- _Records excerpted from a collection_
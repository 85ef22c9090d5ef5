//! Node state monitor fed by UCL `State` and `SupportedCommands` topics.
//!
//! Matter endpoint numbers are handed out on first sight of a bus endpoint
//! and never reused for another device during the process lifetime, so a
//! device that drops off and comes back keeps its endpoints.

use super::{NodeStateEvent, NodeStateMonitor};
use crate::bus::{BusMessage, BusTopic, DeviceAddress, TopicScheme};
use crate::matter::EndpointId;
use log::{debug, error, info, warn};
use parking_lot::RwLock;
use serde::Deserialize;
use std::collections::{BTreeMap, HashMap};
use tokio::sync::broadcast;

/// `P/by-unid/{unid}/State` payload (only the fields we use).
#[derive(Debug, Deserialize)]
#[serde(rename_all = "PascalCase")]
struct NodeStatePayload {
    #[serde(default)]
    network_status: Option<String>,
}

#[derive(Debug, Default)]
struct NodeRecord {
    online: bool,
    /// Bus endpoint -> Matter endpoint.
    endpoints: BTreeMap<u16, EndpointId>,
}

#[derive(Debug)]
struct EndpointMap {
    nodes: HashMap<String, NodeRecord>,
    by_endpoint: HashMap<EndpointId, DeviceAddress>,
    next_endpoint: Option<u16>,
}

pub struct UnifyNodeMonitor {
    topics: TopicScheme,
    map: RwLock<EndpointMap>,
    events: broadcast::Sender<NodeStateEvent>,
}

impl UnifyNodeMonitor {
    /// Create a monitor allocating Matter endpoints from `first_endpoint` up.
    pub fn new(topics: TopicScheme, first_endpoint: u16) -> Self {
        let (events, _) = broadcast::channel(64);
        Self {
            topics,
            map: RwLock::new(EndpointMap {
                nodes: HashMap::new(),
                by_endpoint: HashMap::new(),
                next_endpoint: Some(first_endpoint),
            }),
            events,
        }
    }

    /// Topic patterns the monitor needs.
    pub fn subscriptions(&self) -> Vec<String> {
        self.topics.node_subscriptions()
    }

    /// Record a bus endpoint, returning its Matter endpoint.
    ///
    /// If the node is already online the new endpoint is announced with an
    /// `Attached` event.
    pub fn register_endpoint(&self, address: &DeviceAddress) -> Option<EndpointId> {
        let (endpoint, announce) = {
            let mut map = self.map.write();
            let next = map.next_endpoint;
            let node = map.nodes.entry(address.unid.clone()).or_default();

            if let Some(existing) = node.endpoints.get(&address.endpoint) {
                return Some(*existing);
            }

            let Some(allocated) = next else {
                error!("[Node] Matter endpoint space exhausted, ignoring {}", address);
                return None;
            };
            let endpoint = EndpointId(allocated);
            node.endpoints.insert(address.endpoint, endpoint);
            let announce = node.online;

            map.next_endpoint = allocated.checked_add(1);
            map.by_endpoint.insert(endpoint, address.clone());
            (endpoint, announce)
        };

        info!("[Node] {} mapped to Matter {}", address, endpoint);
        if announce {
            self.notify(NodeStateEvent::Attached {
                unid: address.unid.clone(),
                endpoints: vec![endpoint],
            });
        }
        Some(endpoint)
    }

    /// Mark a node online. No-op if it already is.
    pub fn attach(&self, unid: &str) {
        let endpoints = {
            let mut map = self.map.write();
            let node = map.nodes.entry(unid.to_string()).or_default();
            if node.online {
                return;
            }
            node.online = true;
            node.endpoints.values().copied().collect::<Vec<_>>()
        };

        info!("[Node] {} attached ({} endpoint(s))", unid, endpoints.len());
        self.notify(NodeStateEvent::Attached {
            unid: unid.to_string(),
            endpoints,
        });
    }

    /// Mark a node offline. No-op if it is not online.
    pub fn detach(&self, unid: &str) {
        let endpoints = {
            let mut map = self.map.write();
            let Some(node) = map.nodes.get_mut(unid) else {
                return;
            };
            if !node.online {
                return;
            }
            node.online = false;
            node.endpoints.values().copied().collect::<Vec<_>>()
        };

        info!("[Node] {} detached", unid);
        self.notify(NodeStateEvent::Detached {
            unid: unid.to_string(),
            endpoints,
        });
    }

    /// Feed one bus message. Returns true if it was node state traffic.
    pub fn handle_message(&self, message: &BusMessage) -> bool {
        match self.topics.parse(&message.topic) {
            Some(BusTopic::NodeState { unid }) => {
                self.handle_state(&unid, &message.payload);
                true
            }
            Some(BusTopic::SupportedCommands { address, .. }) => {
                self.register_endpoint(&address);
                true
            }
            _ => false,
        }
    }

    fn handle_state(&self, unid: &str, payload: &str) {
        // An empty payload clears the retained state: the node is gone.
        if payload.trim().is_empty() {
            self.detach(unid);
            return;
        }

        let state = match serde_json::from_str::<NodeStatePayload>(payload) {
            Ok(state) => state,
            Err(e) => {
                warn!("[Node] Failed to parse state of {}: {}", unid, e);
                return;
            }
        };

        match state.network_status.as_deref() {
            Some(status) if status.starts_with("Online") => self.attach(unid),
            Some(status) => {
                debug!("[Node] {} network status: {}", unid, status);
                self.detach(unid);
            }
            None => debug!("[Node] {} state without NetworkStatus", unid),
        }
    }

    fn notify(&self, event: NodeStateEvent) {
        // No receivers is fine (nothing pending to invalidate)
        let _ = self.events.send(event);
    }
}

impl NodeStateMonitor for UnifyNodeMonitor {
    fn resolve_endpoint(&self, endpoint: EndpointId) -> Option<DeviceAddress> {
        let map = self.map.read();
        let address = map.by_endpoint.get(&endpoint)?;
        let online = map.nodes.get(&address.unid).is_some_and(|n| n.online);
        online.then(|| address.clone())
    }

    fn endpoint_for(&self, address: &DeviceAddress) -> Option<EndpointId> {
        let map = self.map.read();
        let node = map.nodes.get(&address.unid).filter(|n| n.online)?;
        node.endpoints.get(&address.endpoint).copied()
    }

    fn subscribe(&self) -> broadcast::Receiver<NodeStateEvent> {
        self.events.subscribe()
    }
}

- _Directions_
Search the lines above for the string "true" and copy each line that has it.

- _Written answer_
            node.online = true;
    /// Feed one bus message. Returns true if it was node state traffic.
                true
                true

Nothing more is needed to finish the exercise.